Only the number is needed: the count of lines in the records with the word "obligations".

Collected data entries
== Segment start ==

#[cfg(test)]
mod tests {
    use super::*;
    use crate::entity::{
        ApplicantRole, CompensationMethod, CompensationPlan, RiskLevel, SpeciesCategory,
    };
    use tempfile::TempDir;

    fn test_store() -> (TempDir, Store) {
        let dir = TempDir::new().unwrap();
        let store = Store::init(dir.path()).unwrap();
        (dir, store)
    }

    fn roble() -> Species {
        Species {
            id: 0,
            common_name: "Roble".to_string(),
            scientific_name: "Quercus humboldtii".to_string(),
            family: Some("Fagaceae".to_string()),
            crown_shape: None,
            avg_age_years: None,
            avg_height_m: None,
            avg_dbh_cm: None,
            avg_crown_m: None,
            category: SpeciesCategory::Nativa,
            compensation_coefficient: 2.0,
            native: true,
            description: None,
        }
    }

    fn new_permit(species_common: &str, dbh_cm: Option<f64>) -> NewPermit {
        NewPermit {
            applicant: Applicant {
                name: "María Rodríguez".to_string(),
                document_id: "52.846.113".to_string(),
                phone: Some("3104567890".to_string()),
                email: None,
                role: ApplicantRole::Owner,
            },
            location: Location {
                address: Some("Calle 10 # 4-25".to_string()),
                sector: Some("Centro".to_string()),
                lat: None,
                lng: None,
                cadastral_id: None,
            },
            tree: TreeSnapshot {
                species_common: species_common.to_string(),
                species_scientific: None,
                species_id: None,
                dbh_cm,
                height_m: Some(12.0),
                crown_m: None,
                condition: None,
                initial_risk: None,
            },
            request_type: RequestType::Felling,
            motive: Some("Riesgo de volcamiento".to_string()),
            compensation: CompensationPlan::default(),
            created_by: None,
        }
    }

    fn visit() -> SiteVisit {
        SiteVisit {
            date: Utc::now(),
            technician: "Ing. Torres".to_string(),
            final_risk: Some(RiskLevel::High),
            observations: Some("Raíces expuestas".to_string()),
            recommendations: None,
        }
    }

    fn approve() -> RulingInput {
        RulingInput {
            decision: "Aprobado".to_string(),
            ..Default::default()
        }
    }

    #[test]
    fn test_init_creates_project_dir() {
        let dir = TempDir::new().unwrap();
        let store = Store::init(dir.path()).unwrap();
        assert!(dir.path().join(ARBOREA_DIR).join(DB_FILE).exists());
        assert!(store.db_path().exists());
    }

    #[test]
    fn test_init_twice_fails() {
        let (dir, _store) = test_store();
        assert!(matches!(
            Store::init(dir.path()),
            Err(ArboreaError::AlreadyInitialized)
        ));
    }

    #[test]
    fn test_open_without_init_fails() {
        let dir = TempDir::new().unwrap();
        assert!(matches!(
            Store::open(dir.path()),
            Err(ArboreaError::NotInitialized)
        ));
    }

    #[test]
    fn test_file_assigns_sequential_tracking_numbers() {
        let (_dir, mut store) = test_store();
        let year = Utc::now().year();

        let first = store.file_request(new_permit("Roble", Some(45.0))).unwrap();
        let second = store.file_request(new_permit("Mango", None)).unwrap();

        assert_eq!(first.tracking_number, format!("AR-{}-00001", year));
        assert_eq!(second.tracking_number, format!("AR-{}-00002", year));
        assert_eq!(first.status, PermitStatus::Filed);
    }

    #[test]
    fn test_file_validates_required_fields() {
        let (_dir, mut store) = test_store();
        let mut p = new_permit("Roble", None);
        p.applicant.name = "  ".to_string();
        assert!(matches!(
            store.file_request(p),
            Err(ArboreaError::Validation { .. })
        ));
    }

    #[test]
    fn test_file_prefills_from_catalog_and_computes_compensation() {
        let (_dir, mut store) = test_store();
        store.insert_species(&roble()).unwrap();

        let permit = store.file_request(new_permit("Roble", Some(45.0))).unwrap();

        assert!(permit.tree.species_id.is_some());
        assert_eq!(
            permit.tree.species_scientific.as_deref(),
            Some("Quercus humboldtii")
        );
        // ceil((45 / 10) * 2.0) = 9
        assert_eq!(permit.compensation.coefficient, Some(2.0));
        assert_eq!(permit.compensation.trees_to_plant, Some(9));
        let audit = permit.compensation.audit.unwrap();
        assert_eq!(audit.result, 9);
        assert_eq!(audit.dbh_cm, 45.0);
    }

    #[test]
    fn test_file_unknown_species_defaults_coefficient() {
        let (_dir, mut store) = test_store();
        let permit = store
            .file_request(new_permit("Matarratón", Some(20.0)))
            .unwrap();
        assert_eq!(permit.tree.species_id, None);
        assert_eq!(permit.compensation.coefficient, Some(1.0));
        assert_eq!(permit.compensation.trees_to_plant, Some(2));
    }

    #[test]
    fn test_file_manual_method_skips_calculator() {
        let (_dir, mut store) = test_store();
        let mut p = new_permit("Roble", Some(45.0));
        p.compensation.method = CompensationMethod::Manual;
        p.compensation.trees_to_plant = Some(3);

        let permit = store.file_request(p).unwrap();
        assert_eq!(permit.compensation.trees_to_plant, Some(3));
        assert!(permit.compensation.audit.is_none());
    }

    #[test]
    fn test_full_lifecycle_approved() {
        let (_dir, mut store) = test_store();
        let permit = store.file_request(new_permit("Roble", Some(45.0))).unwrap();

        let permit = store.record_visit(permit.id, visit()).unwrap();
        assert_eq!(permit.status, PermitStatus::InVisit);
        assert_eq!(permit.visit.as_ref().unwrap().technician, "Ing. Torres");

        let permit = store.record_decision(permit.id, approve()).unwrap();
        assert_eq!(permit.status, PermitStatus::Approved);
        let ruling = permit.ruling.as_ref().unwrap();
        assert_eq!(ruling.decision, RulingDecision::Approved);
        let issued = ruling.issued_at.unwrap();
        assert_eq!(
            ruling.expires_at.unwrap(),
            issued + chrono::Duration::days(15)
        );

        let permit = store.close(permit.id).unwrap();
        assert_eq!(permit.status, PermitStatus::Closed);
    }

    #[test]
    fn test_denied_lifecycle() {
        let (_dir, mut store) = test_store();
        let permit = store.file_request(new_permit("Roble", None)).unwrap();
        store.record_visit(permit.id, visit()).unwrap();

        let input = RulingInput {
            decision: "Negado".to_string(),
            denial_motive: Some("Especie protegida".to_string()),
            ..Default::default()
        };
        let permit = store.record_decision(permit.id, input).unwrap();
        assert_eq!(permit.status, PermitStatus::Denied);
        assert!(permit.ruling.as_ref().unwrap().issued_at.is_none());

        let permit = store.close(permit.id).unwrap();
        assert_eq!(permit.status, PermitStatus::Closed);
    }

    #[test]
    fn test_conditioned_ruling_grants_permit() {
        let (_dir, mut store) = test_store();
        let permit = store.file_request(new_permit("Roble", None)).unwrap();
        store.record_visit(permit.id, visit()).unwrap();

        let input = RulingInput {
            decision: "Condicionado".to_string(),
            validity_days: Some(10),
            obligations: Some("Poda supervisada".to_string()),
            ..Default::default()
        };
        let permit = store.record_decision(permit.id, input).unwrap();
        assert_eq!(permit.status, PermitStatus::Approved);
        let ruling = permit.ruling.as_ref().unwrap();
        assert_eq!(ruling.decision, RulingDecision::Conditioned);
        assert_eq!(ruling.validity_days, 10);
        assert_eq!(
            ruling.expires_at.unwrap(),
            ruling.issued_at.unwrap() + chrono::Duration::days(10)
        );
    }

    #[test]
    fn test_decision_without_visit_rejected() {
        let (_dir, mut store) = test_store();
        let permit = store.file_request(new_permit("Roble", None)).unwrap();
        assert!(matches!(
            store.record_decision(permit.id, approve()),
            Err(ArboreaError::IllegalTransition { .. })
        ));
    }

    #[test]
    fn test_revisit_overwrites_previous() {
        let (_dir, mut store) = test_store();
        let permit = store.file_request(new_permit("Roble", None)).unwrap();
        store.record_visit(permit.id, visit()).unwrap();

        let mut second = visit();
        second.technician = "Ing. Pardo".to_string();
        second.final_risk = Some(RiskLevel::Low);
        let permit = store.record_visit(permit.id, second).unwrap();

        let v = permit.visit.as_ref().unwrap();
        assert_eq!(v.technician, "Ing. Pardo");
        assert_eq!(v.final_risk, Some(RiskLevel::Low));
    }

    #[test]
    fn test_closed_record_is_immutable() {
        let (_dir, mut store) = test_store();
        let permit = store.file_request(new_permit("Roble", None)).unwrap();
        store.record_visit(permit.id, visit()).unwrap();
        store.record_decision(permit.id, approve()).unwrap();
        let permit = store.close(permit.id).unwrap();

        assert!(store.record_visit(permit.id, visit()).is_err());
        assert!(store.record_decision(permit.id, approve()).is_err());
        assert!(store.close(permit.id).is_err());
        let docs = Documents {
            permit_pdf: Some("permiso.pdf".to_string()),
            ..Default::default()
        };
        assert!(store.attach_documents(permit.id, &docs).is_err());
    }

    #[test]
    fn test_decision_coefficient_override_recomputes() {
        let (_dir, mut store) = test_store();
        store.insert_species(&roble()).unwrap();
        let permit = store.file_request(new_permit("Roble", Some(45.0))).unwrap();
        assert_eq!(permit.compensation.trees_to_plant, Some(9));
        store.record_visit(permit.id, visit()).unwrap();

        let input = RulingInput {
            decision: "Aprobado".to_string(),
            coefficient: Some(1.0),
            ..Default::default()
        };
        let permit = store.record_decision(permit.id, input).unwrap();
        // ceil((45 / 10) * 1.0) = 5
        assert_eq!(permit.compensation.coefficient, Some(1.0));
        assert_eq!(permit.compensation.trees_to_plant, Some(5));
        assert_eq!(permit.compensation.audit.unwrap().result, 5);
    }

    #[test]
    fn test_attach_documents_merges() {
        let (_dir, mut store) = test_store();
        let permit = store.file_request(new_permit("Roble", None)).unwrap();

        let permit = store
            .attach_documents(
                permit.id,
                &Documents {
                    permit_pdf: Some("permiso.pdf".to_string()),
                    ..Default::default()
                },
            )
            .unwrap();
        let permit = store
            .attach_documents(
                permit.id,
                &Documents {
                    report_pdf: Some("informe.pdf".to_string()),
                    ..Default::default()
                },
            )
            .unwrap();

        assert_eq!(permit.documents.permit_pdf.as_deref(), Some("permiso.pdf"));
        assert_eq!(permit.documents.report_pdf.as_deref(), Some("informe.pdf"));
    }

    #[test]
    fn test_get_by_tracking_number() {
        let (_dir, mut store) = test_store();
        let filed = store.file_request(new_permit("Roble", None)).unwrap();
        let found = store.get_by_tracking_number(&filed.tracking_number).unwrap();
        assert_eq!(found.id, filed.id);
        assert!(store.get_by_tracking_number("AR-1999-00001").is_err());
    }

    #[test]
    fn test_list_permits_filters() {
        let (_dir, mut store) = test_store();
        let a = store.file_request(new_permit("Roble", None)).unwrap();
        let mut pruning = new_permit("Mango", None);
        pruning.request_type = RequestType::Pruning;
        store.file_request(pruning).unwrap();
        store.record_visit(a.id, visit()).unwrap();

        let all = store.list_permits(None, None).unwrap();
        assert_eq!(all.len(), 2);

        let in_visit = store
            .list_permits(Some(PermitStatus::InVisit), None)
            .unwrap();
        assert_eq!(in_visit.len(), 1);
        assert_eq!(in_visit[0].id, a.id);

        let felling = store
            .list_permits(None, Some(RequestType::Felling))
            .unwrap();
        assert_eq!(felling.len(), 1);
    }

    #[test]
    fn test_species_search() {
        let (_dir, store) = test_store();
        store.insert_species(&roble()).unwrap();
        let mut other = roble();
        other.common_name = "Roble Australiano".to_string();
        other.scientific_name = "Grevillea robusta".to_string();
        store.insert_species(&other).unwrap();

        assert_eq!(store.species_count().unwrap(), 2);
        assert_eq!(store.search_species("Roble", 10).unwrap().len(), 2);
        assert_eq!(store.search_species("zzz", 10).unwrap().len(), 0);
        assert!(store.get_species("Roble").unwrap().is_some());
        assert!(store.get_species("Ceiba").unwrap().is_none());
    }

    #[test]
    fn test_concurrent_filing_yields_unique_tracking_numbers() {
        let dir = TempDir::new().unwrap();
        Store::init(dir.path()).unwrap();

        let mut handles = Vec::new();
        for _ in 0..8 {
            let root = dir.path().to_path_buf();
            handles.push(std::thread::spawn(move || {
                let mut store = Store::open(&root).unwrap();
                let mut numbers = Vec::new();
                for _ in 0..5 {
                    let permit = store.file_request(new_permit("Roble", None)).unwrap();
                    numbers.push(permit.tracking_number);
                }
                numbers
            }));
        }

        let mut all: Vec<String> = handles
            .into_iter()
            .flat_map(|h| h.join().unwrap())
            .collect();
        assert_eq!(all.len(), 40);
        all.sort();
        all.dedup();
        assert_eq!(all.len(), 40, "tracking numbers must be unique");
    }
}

== Segment end ==
== Segment start ==

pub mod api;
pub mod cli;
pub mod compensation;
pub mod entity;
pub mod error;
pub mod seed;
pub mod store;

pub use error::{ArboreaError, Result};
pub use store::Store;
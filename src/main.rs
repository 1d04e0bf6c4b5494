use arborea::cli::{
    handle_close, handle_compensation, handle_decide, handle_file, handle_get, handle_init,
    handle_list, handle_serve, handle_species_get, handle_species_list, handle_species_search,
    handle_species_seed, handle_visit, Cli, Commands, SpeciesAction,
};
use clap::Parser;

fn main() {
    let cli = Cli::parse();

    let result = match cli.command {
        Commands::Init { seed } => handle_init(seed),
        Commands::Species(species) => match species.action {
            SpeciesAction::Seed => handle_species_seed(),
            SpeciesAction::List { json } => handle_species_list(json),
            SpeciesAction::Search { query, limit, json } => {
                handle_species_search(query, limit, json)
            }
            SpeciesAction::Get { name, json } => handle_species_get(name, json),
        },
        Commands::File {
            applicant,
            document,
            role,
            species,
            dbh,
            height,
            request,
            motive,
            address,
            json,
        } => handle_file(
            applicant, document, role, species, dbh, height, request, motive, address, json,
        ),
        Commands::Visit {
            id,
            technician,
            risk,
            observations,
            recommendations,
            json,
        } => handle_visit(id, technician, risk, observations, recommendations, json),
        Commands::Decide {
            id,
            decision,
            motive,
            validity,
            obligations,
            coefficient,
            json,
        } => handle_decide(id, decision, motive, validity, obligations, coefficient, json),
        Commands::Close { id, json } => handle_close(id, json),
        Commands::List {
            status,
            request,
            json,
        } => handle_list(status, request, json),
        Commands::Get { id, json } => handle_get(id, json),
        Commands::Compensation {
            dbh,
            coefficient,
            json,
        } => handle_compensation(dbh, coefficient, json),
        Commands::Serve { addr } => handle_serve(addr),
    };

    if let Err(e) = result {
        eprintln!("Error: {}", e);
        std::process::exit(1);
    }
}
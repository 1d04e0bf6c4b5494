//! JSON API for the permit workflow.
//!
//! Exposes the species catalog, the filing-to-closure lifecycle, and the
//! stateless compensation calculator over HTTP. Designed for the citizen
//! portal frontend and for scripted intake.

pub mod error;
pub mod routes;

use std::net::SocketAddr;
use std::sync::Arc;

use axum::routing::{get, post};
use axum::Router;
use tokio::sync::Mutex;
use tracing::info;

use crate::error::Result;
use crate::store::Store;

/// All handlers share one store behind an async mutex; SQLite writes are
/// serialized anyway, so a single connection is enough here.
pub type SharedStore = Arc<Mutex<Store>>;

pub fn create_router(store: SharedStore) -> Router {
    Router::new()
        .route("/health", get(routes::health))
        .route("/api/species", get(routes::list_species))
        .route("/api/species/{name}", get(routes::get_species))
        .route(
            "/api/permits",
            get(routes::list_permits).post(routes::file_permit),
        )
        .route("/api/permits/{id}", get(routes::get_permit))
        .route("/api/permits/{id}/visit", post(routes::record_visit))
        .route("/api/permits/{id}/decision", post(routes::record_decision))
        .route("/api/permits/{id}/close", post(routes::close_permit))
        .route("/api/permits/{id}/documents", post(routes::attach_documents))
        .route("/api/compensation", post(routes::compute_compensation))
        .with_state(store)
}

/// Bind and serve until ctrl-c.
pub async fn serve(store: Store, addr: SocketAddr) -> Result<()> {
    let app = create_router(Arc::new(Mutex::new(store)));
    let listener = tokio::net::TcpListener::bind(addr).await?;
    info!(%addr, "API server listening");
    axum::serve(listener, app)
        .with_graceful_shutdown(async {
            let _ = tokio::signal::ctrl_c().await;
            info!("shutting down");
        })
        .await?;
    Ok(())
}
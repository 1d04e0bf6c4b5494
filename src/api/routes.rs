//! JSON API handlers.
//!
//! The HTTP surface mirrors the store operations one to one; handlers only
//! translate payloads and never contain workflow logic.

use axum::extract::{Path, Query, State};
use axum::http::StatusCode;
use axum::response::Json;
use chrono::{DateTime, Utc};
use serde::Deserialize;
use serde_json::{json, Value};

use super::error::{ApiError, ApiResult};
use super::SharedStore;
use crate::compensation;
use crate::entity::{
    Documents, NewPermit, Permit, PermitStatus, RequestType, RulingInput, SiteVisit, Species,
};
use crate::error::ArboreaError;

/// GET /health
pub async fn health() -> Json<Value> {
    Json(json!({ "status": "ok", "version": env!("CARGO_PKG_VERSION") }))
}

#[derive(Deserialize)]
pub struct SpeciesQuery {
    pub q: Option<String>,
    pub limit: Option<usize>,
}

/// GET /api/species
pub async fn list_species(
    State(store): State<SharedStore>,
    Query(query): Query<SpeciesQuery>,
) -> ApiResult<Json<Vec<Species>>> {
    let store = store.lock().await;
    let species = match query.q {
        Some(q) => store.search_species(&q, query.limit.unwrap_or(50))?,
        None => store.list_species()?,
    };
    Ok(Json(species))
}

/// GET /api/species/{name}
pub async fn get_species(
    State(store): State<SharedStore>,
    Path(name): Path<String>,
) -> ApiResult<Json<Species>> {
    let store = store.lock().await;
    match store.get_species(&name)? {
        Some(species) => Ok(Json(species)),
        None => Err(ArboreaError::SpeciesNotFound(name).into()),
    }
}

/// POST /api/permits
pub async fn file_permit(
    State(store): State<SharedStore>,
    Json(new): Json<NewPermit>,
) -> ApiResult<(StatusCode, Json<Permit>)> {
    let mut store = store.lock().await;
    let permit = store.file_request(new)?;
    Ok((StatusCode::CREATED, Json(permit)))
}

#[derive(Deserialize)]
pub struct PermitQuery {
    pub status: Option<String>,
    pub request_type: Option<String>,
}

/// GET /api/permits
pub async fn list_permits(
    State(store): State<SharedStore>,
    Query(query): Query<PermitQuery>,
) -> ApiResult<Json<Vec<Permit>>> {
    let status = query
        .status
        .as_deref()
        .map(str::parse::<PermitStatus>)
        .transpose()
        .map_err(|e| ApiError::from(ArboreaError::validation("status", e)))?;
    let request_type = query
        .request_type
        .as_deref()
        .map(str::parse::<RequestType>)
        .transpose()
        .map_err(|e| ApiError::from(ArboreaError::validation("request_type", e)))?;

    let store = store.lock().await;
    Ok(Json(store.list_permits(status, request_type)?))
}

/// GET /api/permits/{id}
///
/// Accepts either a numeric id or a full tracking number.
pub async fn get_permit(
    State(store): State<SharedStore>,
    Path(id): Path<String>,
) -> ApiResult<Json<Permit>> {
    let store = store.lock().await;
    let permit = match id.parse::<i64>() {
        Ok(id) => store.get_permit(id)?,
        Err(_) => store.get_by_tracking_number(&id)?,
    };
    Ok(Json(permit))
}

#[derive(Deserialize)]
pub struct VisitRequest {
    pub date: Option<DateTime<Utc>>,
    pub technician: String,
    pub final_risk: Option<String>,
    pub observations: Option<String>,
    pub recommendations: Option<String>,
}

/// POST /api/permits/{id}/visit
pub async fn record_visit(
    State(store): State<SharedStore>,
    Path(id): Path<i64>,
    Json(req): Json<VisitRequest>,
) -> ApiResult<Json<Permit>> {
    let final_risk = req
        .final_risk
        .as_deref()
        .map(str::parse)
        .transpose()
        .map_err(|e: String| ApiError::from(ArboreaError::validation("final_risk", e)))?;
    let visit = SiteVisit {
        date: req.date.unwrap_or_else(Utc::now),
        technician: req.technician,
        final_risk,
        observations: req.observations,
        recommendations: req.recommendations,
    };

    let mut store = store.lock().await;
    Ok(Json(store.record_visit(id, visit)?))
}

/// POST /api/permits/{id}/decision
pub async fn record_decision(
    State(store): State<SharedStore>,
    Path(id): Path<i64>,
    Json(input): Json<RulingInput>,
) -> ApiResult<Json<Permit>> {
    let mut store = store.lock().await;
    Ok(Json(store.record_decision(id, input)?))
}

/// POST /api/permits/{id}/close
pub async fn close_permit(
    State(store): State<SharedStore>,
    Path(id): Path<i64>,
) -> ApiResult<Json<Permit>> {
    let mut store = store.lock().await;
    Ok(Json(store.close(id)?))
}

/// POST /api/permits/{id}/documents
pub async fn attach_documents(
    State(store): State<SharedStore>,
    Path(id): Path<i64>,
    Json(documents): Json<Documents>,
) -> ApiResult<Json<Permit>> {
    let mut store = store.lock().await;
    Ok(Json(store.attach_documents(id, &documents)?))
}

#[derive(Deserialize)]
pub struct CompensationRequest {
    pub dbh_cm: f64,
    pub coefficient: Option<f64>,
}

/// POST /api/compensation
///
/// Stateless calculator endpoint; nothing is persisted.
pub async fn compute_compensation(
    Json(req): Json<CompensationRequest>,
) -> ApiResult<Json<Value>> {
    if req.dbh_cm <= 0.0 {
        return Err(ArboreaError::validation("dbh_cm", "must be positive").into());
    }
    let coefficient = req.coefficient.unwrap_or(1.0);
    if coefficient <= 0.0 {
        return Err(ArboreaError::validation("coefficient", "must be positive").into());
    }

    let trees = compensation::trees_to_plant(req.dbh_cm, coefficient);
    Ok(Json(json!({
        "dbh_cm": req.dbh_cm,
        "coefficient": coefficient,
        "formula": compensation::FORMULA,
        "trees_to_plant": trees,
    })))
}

== Segment end ==

SOLVED EXERCISE: 3